Thursday, June 9, 2011

Another view on "sofware" patents

It is sometimes interesting to look at something from someone else's point of view. I found this article at The Media Online about "software" patents in South Africa. There are two quotes in the article that are very telling: (emphasis mine)
Geraldine Fraser-Moleketi, the previous Minister for Public Service and Administration, recently described software patents as “an issue which poses a considerable threat to the growth of the African software sector”, adding that there had been “recent pressure by certain multinational corporations to file software patents in our national and regional patent offices”.

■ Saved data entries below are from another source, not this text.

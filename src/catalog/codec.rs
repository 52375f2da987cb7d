//! Schema model and the canonical XML codec
//!
//! Schemas travel as a small XML dialect. Encoding is canonical: a schema
//! always encodes to the same bytes, and decoding a canonical document then
//! encoding it again reproduces it exactly. Signatures depend on this.

use serde::{Deserialize, Serialize};
use std::fmt;
use std::sync::atomic::{AtomicU64, Ordering};

use super::error::{CodecError, CodecResult};

/// Canonical text of the built-in empty schema
pub const DEFAULT_MODEL_XML: &str = "<model>\n  <schema/>\n</model>";

/// Names starting with this prefix are internal and never schema fields
pub const RESERVED_PREFIX: &str = "_";

static NEXT_INSTANCE: AtomicU64 = AtomicU64::new(1);

/// Identity of a materialized schema lineage
///
/// Assigned once per decoded or freshly built schema. Clones keep it, so an
/// edited clone is recognised as the same lineage by the transient cache.
#[derive(Debug, Clone, Copy, PartialEq, Eq, Hash, PartialOrd, Ord)]
pub struct InstanceId(u64);

impl InstanceId {
    fn next() -> Self {
        Self(NEXT_INSTANCE.fetch_add(1, Ordering::Relaxed))
    }

    /// Raw counter value
    pub fn get(self) -> u64 {
        self.0
    }
}

/// Kind of value a field holds
#[derive(Debug, Clone, Copy, PartialEq, Eq, Hash, Serialize, Deserialize)]
#[serde(rename_all = "lowercase")]
pub enum FieldKind {
    /// Free text
    Text,
    /// Signed 64-bit integer
    Int,
    /// Finite 64-bit float
    Float,
    /// Boolean flag
    Bool,
}

impl FieldKind {
    /// Name used in the `type` attribute
    pub fn as_str(self) -> &'static str {
        match self {
            FieldKind::Text => "text",
            FieldKind::Int => "int",
            FieldKind::Float => "float",
            FieldKind::Bool => "bool",
        }
    }

    /// Look up a kind by its `type` attribute
    pub fn from_name(name: &str) -> Option<Self> {
        match name.trim().to_ascii_lowercase().as_str() {
            "text" | "str" | "string" => Some(FieldKind::Text),
            "int" | "integer" => Some(FieldKind::Int),
            "float" => Some(FieldKind::Float),
            "bool" | "boolean" => Some(FieldKind::Bool),
            _ => None,
        }
    }

    /// Parse a serialized default for a field of this kind
    pub fn parse_value(self, field: &str, raw: &str) -> CodecResult<Value> {
        let invalid = || CodecError::InvalidValue {
            field: field.to_string(),
            what: "default",
            raw: raw.to_string(),
        };

        match self {
            FieldKind::Text => Ok(Value::Text(raw.to_string())),
            FieldKind::Int => raw.trim().parse().map(Value::Int).map_err(|_| invalid()),
            FieldKind::Float => match raw.trim().parse::<f64>() {
                Ok(v) if v.is_finite() => Ok(Value::Float(v)),
                _ => Err(invalid()),
            },
            FieldKind::Bool => parse_bool(raw).map(Value::Bool).ok_or_else(invalid),
        }
    }
}

impl fmt::Display for FieldKind {
    fn fmt(&self, f: &mut fmt::Formatter<'_>) -> fmt::Result {
        f.write_str(self.as_str())
    }
}

/// A field value or default
#[derive(Debug, Clone, PartialEq, Default, Serialize, Deserialize)]
#[serde(tag = "type", content = "value", rename_all = "lowercase")]
pub enum Value {
    /// No value
    #[default]
    Null,
    /// Text value
    Text(String),
    /// Integer value
    Int(i64),
    /// Float value
    Float(f64),
    /// Boolean value
    Bool(bool),
}

impl Value {
    /// Kind of this value, `None` for null
    pub fn kind(&self) -> Option<FieldKind> {
        match self {
            Value::Null => None,
            Value::Text(_) => Some(FieldKind::Text),
            Value::Int(_) => Some(FieldKind::Int),
            Value::Float(_) => Some(FieldKind::Float),
            Value::Bool(_) => Some(FieldKind::Bool),
        }
    }

    /// Whether this is null
    pub fn is_null(&self) -> bool {
        matches!(self, Value::Null)
    }

    /// Text content, if this is a text value
    pub fn as_text(&self) -> Option<&str> {
        match self {
            Value::Text(s) => Some(s),
            _ => None,
        }
    }

    /// Integer content, if this is an integer value
    pub fn as_int(&self) -> Option<i64> {
        match self {
            Value::Int(v) => Some(*v),
            _ => None,
        }
    }

    /// Boolean content, if this is a boolean value
    pub fn as_bool(&self) -> Option<bool> {
        match self {
            Value::Bool(v) => Some(*v),
            _ => None,
        }
    }

    /// Serialized form used in the `default` attribute
    fn render(&self) -> Option<String> {
        match self {
            Value::Null => None,
            Value::Text(s) => Some(s.clone()),
            Value::Int(v) => Some(v.to_string()),
            Value::Float(v) => Some(v.to_string()),
            Value::Bool(v) => Some(v.to_string()),
        }
    }
}

impl fmt::Display for Value {
    fn fmt(&self, f: &mut fmt::Formatter<'_>) -> fmt::Result {
        match self.render() {
            Some(text) => f.write_str(&text),
            None => f.write_str("null"),
        }
    }
}

/// A named, typed field with a default value
#[derive(Debug, Clone, PartialEq)]
pub struct Field {
    /// Field name
    pub name: String,
    /// Value kind
    pub kind: FieldKind,
    /// Optional human-readable title
    pub title: Option<String>,
    /// Whether a value is required
    pub required: bool,
    /// Default value, null when unset
    pub default: Value,
}

impl Field {
    /// Create an optional field without title or default
    pub fn new(name: impl Into<String>, kind: FieldKind) -> Self {
        Self {
            name: name.into(),
            kind,
            title: None,
            required: false,
            default: Value::Null,
        }
    }

    /// Set the title
    pub fn with_title(mut self, title: impl Into<String>) -> Self {
        self.title = Some(title.into());
        self
    }

    /// Set the default value
    pub fn with_default(mut self, default: Value) -> Self {
        self.default = default;
        self
    }

    /// Mark the field as required
    pub fn required(mut self) -> Self {
        self.required = true;
        self
    }

    fn validate(&self) -> CodecResult<()> {
        let name_ok = !self.name.is_empty()
            && !self.name.starts_with(RESERVED_PREFIX)
            && self
                .name
                .chars()
                .all(|c| c.is_alphanumeric() || matches!(c, '_' | '-' | '.'));
        if !name_ok {
            return Err(CodecError::InvalidFieldName(self.name.clone()));
        }

        if let Some(kind) = self.default.kind() {
            if kind != self.kind {
                return Err(CodecError::KindMismatch {
                    field: self.name.clone(),
                    kind: self.kind.as_str(),
                });
            }
        }

        if let Value::Float(v) = self.default {
            if !v.is_finite() {
                return Err(CodecError::InvalidValue {
                    field: self.name.clone(),
                    what: "default",
                    raw: v.to_string(),
                });
            }
        }

        let texts = self.title.iter().map(String::as_str).chain(self.default.as_text());
        for text in texts {
            if !text.chars().all(is_xml_char) {
                return Err(CodecError::InvalidCharacter(self.name.clone()));
            }
        }

        Ok(())
    }
}

/// A materialized schema: an ordered list of fields
#[derive(Debug)]
pub struct Schema {
    instance: InstanceId,
    fields: Vec<Field>,
}

impl Schema {
    /// Create an empty schema with a fresh instance id
    pub fn new() -> Self {
        Self {
            instance: InstanceId::next(),
            fields: Vec::new(),
        }
    }

    /// Build a schema from fields, validating each
    pub fn with_fields(fields: impl IntoIterator<Item = Field>) -> CodecResult<Self> {
        let mut schema = Self::new();
        for field in fields {
            schema.push_field(field)?;
        }
        Ok(schema)
    }

    /// Lineage identity of this schema object
    pub fn instance(&self) -> InstanceId {
        self.instance
    }

    /// Copy with a fresh instance id, unrelated to this lineage
    pub fn detached(&self) -> Self {
        Self {
            instance: InstanceId::next(),
            fields: self.fields.clone(),
        }
    }

    /// Fields in declaration order
    pub fn fields(&self) -> &[Field] {
        &self.fields
    }

    /// Field names in declaration order
    pub fn field_names(&self) -> Vec<&str> {
        self.fields.iter().map(|f| f.name.as_str()).collect()
    }

    /// Look up a field by name
    pub fn get(&self, name: &str) -> Option<&Field> {
        self.fields.iter().find(|f| f.name == name)
    }

    /// Whether a field with this name exists
    pub fn contains(&self, name: &str) -> bool {
        self.get(name).is_some()
    }

    /// Default value configured for a field
    pub fn default_for(&self, name: &str) -> Option<&Value> {
        self.get(name).map(|f| &f.default)
    }

    /// Append a field, rejecting duplicates and invalid definitions
    pub fn push_field(&mut self, field: Field) -> CodecResult<()> {
        field.validate()?;
        if self.contains(&field.name) {
            return Err(CodecError::DuplicateField(field.name));
        }
        self.fields.push(field);
        Ok(())
    }

    /// Remove a field by name
    pub fn remove_field(&mut self, name: &str) -> Option<Field> {
        let index = self.fields.iter().position(|f| f.name == name)?;
        Some(self.fields.remove(index))
    }

    /// Number of fields
    pub fn len(&self) -> usize {
        self.fields.len()
    }

    /// Whether the schema has no fields
    pub fn is_empty(&self) -> bool {
        self.fields.is_empty()
    }
}

impl Default for Schema {
    fn default() -> Self {
        Self::new()
    }
}

impl Clone for Schema {
    fn clone(&self) -> Self {
        Self {
            instance: self.instance,
            fields: self.fields.clone(),
        }
    }
}

impl PartialEq for Schema {
    fn eq(&self, other: &Self) -> bool {
        self.fields == other.fields
    }
}

/// Encode a schema to its canonical text
pub fn encode(schema: &Schema) -> String {
    if schema.is_empty() {
        return DEFAULT_MODEL_XML.to_string();
    }

    let mut out = String::from("<model>\n  <schema>\n");
    for field in &schema.fields {
        out.push_str("    <field name=\"");
        push_escaped(&mut out, &field.name);
        out.push_str("\" type=\"");
        out.push_str(field.kind.as_str());
        out.push('"');

        if let Some(title) = &field.title {
            out.push_str(" title=\"");
            push_escaped(&mut out, title);
            out.push('"');
        }

        if field.required {
            out.push_str(" required=\"true\"");
        }

        if let Some(raw) = field.default.render() {
            out.push_str(" default=\"");
            push_escaped(&mut out, &raw);
            out.push('"');
        }

        out.push_str("/>\n");
    }
    out.push_str("  </schema>\n</model>");
    out
}

/// Decode schema text
///
/// Accepts a bare `<schema>` root or `<model><schema>`. Empty text decodes
/// to the empty schema.
pub fn decode(text: &str) -> CodecResult<Schema> {
    let text = text.trim();
    if text.is_empty() {
        return Ok(Schema::new());
    }

    let doc =
        roxmltree::Document::parse(text).map_err(|e| CodecError::Malformed(e.to_string()))?;
    let root = doc.root_element();

    let schema_node = match root.tag_name().name() {
        "schema" => Some(root),
        "model" => {
            let mut schema_node = None;
            for child in root.children().filter(|n| n.is_element()) {
                match child.tag_name().name() {
                    "schema" if schema_node.is_none() => schema_node = Some(child),
                    other => {
                        return Err(CodecError::UnexpectedElement {
                            expected: "schema",
                            found: other.to_string(),
                        });
                    }
                }
            }
            schema_node
        }
        other => {
            return Err(CodecError::UnexpectedElement {
                expected: "model",
                found: other.to_string(),
            });
        }
    };

    let mut schema = Schema::new();
    let Some(schema_node) = schema_node else {
        return Ok(schema);
    };

    for node in schema_node.children().filter(|n| n.is_element()) {
        if node.tag_name().name() != "field" {
            return Err(CodecError::UnexpectedElement {
                expected: "field",
                found: node.tag_name().name().to_string(),
            });
        }
        schema.push_field(decode_field(node)?)?;
    }

    Ok(schema)
}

She maintained that “all of the current so-called developed countries built up their considerable software industries in the absence of software patents”. She said that for those same countries to insist on software patents now “is simply to place patents as barriers in front of newcomers”.
Bill Gates, Microsoft’s founder and CEO, observes: “If people had understood how patents would be granted when most of today’s ideas were invented and had taken out patents, the industry would be at a complete standstill today. … The solution is patenting as much as we can. A future start-up with no patents of its own will be forced to pay whatever price the giants choose to impose. That price might be high. Established companies have an interest in excluding future competitors.”
I view the rest of the article as positioning "software" patents as legal leverage. So the article tends to see "software" patents in South Africa as a good thing. But I think the opposite is true, and rather than propagate the concept of "software" patents as a form of legal protection, we should do what we can to reform the patent system with regards to "software" patents.